## Action item:
Transcribe the full listing word for word, leaving nothing out.

## Recorded information:
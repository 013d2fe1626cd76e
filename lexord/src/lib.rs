//! CLI crate for the lexord dictionary re-encoder.

pub mod cli;
pub mod encode;
//! lexord CLI - phonetic dictionary re-encoding tool

use clap::Parser;
use eyre::Result;
use lexord::cli::{Cli, run_cli};
use tracing_subscriber::EnvFilter;

fn main() -> Result<()> {
    let (non_blocking, _guard) = tracing_appender::non_blocking(std::io::stderr());

    tracing_subscriber::fmt()
        .with_writer(non_blocking)
        .with_env_filter(EnvFilter::from_default_env())
        .init();

    run_cli(Cli::parse())
}
//! lexord-bopomofo: Bopomofo (zhuyin) syllable codec.
//!
//! A Bopomofo syllable is at most one consonant, one middle vowel, one vowel
//! and one tone marker. This crate packs those components into a 16-bit
//! field ([`Syllable`]), derives a mixed-radix absolute order from them, and
//! renders that order as a two-character base-79 ordinal string. The
//! [`BopomofoCodec`] plugs the whole thing into
//! `lexord_core::SyllableCodec`.
//!
//! # Quick Start
//!
//! ```ignore
//! use lexord_bopomofo::BopomofoCodec;
//! use lexord_core::SyllableCodec;
//!
//! let codec = BopomofoCodec;
//! let ordinal = codec.encode("ㄅㄛ")?;
//! assert_eq!(codec.decode(&ordinal)?, "ㄅㄛ");
//! ```

pub mod charmap;
pub mod codec;
pub mod syllable;

pub use codec::BopomofoCodec;
pub use syllable::Syllable;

## Solution below:
repository 013d2fe1626cd76e
filename lexord/src/lib.rs
//! CLI crate for the lexord dictionary re-encoder.

pub mod cli;
pub mod encode;
//! lexord CLI - phonetic dictionary re-encoding tool

use clap::Parser;
use eyre::Result;
use lexord::cli::{Cli, run_cli};
use tracing_subscriber::EnvFilter;

fn main() -> Result<()> {
    let (non_blocking, _guard) = tracing_appender::non_blocking(std::io::stderr());

    tracing_subscriber::fmt()
        .with_writer(non_blocking)
        .with_env_filter(EnvFilter::from_default_env())
        .init();

    run_cli(Cli::parse())
}
//! lexord-bopomofo: Bopomofo (zhuyin) syllable codec.
//!
//! A Bopomofo syllable is at most one consonant, one middle vowel, one vowel
//! and one tone marker. This crate packs those components into a 16-bit
//! field ([`Syllable`]), derives a mixed-radix absolute order from them, and
//! renders that order as a two-character base-79 ordinal string. The
//! [`BopomofoCodec`] plugs the whole thing into
//! `lexord_core::SyllableCodec`.
//!
//! # Quick Start
//!
//! ```ignore
//! use lexord_bopomofo::BopomofoCodec;
//! use lexord_core::SyllableCodec;
//!
//! let codec = BopomofoCodec;
//! let ordinal = codec.encode("ㄅㄛ")?;
//! assert_eq!(codec.decode(&ordinal)?, "ㄅㄛ");
//! ```

pub mod charmap;
pub mod codec;
pub mod syllable;

pub use codec::BopomofoCodec;
pub use syllable::Syllable;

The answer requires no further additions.